### Material for this task
>>>

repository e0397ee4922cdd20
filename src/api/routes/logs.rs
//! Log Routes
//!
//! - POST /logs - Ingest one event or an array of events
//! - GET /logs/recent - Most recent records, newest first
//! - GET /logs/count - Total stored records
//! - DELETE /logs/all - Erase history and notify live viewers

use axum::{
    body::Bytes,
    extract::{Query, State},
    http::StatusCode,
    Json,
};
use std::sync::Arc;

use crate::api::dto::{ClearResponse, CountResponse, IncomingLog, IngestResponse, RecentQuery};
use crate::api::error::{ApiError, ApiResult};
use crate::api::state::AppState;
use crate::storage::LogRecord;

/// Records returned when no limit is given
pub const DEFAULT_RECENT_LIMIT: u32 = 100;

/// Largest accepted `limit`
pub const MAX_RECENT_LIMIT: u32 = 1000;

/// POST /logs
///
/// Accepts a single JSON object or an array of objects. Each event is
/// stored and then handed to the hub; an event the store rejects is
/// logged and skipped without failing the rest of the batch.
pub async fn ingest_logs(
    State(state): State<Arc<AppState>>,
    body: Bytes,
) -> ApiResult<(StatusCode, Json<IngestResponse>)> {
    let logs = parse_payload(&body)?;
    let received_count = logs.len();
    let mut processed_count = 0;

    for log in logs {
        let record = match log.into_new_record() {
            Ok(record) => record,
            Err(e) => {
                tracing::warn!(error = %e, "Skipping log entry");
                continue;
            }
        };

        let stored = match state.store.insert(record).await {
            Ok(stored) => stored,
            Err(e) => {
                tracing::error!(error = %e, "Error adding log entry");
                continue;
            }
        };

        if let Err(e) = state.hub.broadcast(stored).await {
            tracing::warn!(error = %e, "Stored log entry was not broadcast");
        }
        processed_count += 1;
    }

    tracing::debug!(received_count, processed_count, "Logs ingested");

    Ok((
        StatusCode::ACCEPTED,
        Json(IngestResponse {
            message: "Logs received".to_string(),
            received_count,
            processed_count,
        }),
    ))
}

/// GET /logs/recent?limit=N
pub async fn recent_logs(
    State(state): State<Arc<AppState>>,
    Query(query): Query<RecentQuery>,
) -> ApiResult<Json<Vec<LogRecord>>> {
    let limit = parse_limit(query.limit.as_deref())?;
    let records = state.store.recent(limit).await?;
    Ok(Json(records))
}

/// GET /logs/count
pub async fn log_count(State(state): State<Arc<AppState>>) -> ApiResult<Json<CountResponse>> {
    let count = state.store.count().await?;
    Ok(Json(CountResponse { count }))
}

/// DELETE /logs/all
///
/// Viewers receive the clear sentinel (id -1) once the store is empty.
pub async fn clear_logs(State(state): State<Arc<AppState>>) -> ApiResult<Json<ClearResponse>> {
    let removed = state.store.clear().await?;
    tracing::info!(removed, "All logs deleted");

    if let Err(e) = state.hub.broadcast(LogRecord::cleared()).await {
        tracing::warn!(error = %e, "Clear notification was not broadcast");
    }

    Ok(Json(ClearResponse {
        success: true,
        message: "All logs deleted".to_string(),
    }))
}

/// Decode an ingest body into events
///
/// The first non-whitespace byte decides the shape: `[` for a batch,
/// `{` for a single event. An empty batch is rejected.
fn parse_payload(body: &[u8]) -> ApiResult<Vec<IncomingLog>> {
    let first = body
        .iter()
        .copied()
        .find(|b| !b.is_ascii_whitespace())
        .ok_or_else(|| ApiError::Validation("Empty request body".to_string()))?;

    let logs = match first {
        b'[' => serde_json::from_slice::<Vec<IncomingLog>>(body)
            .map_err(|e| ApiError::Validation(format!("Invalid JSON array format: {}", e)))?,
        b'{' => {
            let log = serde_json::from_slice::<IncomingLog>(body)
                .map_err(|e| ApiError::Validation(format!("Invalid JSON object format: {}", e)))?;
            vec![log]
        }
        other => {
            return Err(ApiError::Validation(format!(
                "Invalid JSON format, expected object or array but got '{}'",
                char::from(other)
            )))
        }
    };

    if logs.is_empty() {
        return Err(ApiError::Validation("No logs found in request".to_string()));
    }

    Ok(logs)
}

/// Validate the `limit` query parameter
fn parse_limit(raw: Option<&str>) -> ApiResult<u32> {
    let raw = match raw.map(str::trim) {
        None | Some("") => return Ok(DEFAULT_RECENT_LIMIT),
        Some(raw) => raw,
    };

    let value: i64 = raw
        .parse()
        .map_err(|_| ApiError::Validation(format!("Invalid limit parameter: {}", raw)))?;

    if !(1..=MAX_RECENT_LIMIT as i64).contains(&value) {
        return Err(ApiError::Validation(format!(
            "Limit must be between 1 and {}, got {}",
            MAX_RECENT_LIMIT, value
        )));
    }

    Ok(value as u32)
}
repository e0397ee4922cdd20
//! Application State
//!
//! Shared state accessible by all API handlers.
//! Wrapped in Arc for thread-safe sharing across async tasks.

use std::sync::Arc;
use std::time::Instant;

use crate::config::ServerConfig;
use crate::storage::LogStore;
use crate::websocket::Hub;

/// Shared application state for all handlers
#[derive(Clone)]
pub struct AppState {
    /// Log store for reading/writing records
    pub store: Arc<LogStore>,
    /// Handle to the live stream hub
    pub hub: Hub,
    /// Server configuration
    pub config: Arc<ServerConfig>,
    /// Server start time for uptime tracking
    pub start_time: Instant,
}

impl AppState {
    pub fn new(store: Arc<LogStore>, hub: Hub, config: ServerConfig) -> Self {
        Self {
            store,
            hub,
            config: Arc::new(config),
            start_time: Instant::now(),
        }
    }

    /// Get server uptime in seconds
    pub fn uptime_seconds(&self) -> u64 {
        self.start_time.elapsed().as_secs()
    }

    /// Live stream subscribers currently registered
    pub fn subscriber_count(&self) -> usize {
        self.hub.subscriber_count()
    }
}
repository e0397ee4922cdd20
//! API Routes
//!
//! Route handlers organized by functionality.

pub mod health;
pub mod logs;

<<<

### Assignment
The lines beginning with the one that holds "use crate::websocket::Hub;" and ending with the last line of the data above are to be reproduced exactly, and nothing else.

### Answer section
use crate::websocket::Hub;

/// Shared application state for all handlers
#[derive(Clone)]
pub struct AppState {
    /// Log store for reading/writing records
    pub store: Arc<LogStore>,
    /// Handle to the live stream hub
    pub hub: Hub,
    /// Server configuration
    pub config: Arc<ServerConfig>,
    /// Server start time for uptime tracking
    pub start_time: Instant,
}

impl AppState {
    pub fn new(store: Arc<LogStore>, hub: Hub, config: ServerConfig) -> Self {
        Self {
            store,
            hub,
            config: Arc::new(config),
            start_time: Instant::now(),
        }
    }

    /// Get server uptime in seconds
    pub fn uptime_seconds(&self) -> u64 {
        self.start_time.elapsed().as_secs()
    }

    /// Live stream subscribers currently registered
    pub fn subscriber_count(&self) -> usize {
        self.hub.subscriber_count()
    }
}
repository e0397ee4922cdd20
//! API Routes
//!
//! Route handlers organized by functionality.

pub mod health;
pub mod logs;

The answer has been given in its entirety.